But, I read a story of some guy who was charged with disturbing the peace (he cussed out some kid working at a movie theater), and as his "third strike", he's now a lifer. His original two charges were nothing major, a couple assault charges that could probably be chalked up to drunken assholery.
The bitch of it is, we all have to pay for all these convicts.
I don't need no instructions to know how to rock!!!!
Is breaking into a person's server or blogsite and messing with the contents any different from breaking in to a person's house/business and messing around? In both cases peoples "space" and privacy have been violated.
Is defacing a website any different from spraying graffiti on someones walls?
Engineering is the art of compromise.
I have no problem with criminal laws regarding piracy and IP as long as those are only for people who are doing it FOR PROFIT AND (not or) ON A MASS SCALE.
So factories in China silkscreening counterfeit DVDs that are being stamped out and sold apply.BUT, the law needs to be very clear and unambiguous that it can't be used against someone uploading for free on BitTorrent or just selling a couple copies to his buddies.
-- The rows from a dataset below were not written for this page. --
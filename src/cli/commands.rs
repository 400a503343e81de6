//! CLI command definitions.
//!
//! This module defines all CLI commands and their arguments using clap.

use clap::{Parser, Subcommand};
use std::path::PathBuf;
use tracing::debug;

use crate::config::{ConfigParser, ServerConfig, load_config};
use crate::error::{EcsPlanError, Result};

/// ecsplan - Namespaced deployment-planning tools.
#[derive(Parser, Debug)]
#[command(name = "ecsplan")]
#[command(author, version, about, long_about = None)]
#[command(propagate_version = true)]
pub struct Cli {
    /// Path to the configuration file.
    #[arg(short, long, global = true, env = "ECSPLAN_CONFIG")]
    pub config: Option<PathBuf>,

    /// Enable verbose output.
    #[arg(short, long, global = true)]
    pub verbose: bool,

    /// Output format (text, json).
    #[arg(long, global = true, default_value = "text")]
    pub output: OutputFormat,

    /// Subcommand to execute.
    #[command(subcommand)]
    pub command: Commands,
}

/// Available CLI commands.
#[derive(Subcommand, Debug)]
pub enum Commands {
    /// Write a template configuration file.
    Init {
        /// Directory to initialize (defaults to current directory).
        #[arg(default_value = ".")]
        path: PathBuf,

        /// Force overwrite existing files.
        #[arg(short, long)]
        force: bool,
    },

    /// Validate the configuration.
    Validate {
        /// Show all warnings, not just errors.
        #[arg(short, long)]
        warnings: bool,
    },

    /// Plan a service update.
    Plan {
        /// Service to update.
        service: String,

        /// Image reference to deploy.
        image: String,

        /// Response verbosity. Anything other than "concise" is detailed.
        #[arg(short, long, default_value = "concise")]
        response_format: String,
    },

    /// Call a registered tool with JSON arguments.
    Call {
        /// Namespaced tool name, e.g. aws.ecs_plan.
        tool: String,

        /// JSON object of arguments.
        #[arg(short, long, default_value = "{}")]
        args: String,
    },

    /// List registered tools.
    Tools,

    /// Serve the tools over stdin/stdout.
    Serve,
}

/// How a command depends on the configuration file.
#[derive(Debug, Clone, Copy, PartialEq, Eq)]
pub enum ConfigUsage {
    /// The command never reads the file.
    Ignored,
    /// The command falls back to defaults if the file cannot be loaded.
    BestEffort,
    /// The command fails if the file cannot be loaded.
    Required,
}

impl Commands {
    /// Returns how this command depends on the configuration file.
    #[must_use]
    pub const fn config_usage(&self) -> ConfigUsage {
        match self {
            Self::Init { .. } => ConfigUsage::Ignored,
            Self::Plan { .. } => ConfigUsage::BestEffort,
            Self::Validate { .. } | Self::Call { .. } | Self::Tools | Self::Serve => {
                ConfigUsage::Required
            }
        }
    }
}

/// Configuration resolved for one invocation.
#[derive(Debug)]
pub struct ResolvedConfig {
    /// Effective configuration.
    pub config: ServerConfig,
    /// File the configuration came from, if any.
    pub path: Option<PathBuf>,
    /// Why the defaults were used in place of the file, if they were.
    pub fallback: Option<EcsPlanError>,
}

impl ResolvedConfig {
    fn defaults(fallback: Option<EcsPlanError>) -> Self {
        let mut config = ServerConfig::default();
        ConfigParser::apply_env_overrides(&mut config);
        Self {
            config,
            path: None,
            fallback,
        }
    }
}

impl Cli {
    /// Loads the configuration the selected command needs.
    ///
    /// Environment overrides apply even when the file is not read.
    ///
    /// # Errors
    ///
    /// Returns an error if the command requires the configuration and it
    /// cannot be loaded.
    pub fn resolve_config(&self) -> Result<ResolvedConfig> {
        match self.command.config_usage() {
            ConfigUsage::Ignored => {
                debug!("Command does not read the configuration file");
                Ok(ResolvedConfig::defaults(None))
            }
            ConfigUsage::BestEffort => match load_config(self.config.as_deref()) {
                Ok((config, path)) => Ok(ResolvedConfig {
                    config,
                    path,
                    fallback: None,
                }),
                Err(e) => Ok(ResolvedConfig::defaults(Some(e))),
            },
            ConfigUsage::Required => {
                let (config, path) = load_config(self.config.as_deref())?;
                Ok(ResolvedConfig {
                    config,
                    path,
                    fallback: None,
                })
            }
        }
    }
}

/// Output format options.
#[derive(Debug, Clone, Copy, Default, PartialEq, Eq, clap::ValueEnum)]
pub enum OutputFormat {
    /// Human-readable text output.
    #[default]
    Text,
    /// JSON output for scripting.
    Json,
}
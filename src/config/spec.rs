//! Configuration specification types for the tool server.
//!
//! This module defines the structs that map to the `ecsplan.yaml` file.
//! Every section is optional and falls back to built-in defaults.

use serde::{Deserialize, Serialize};

/// The root configuration structure.
#[derive(Debug, Clone, Default, Serialize, Deserialize, PartialEq, Eq)]
pub struct ServerConfig {
    /// Server identity reported to clients.
    #[serde(default)]
    pub server: ServerSection,
    /// Logging configuration.
    #[serde(default)]
    pub logging: LoggingConfig,
    /// Tool selection.
    #[serde(default)]
    pub tools: ToolsConfig,
}

/// Server identity reported in the `initialize` handshake.
#[derive(Debug, Clone, Serialize, Deserialize, PartialEq, Eq)]
pub struct ServerSection {
    /// Server name.
    #[serde(default = "default_server_name")]
    pub name: String,
    /// Usage instructions sent to clients.
    #[serde(default = "default_instructions")]
    pub instructions: Option<String>,
}

/// Logging configuration.
#[derive(Debug, Clone, Serialize, Deserialize, PartialEq, Eq)]
pub struct LoggingConfig {
    /// Default log level (trace, debug, info, warn, error).
    #[serde(default = "default_log_level")]
    pub level: String,
    /// Log line format.
    #[serde(default)]
    pub format: LogFormat,
}

/// Log line formats.
#[derive(Debug, Clone, Copy, Serialize, Deserialize, PartialEq, Eq, Default)]
#[serde(rename_all = "lowercase")]
pub enum LogFormat {
    /// Human-readable lines.
    #[default]
    Text,
    /// One JSON object per line.
    Json,
}

/// Tool selection.
#[derive(Debug, Clone, Default, Serialize, Deserialize, PartialEq, Eq)]
pub struct ToolsConfig {
    /// Namespaced names of built-in tools not to register.
    #[serde(default)]
    pub disabled: Vec<String>,
}

/// Log levels accepted by `logging.level`.
pub const LOG_LEVELS: &[&str] = &["trace", "debug", "info", "warn", "error"];

impl Default for ServerSection {
    fn default() -> Self {
        Self {
            name: default_server_name(),
            instructions: default_instructions(),
        }
    }
}

impl Default for LoggingConfig {
    fn default() -> Self {
        Self {
            level: default_log_level(),
            format: LogFormat::default(),
        }
    }
}

impl std::str::FromStr for LogFormat {
    type Err = String;

    fn from_str(s: &str) -> std::result::Result<Self, Self::Err> {
        match s.to_ascii_lowercase().as_str() {
            "text" => Ok(Self::Text),
            "json" => Ok(Self::Json),
            other => Err(format!("unknown log format '{other}'")),
        }
    }
}

fn default_server_name() -> String {
    String::from("ecsplan")
}

#[allow(clippy::unnecessary_wraps)]
fn default_instructions() -> Option<String> {
    Some(String::from(
        "Use aws.ecs_plan to plan a service update. Responses are concise by default; \
         pass response_format=detailed only when cluster and task definition ids are needed.",
    ))
}

fn default_log_level() -> String {
    String::from("info")
}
Those violations need to remain solely in the realm of civil litigation. The government should not be in the business of enforcing IP rights.
I think Don Evans was not talking about people downloading music. I think he was speaking about companies in China who pirate software, movies, machine part designs, etc... and then sell them.
It is selling it that makes it different than downloading music.
Setting aside your own personal feelings on the matter, what impact does rampant software piracy in China have on their status as a WTO member? I would think that some level of adherance to copyright/IP laws are a factor in maintaining good standing.
Anyone more informed than I have any thoughts?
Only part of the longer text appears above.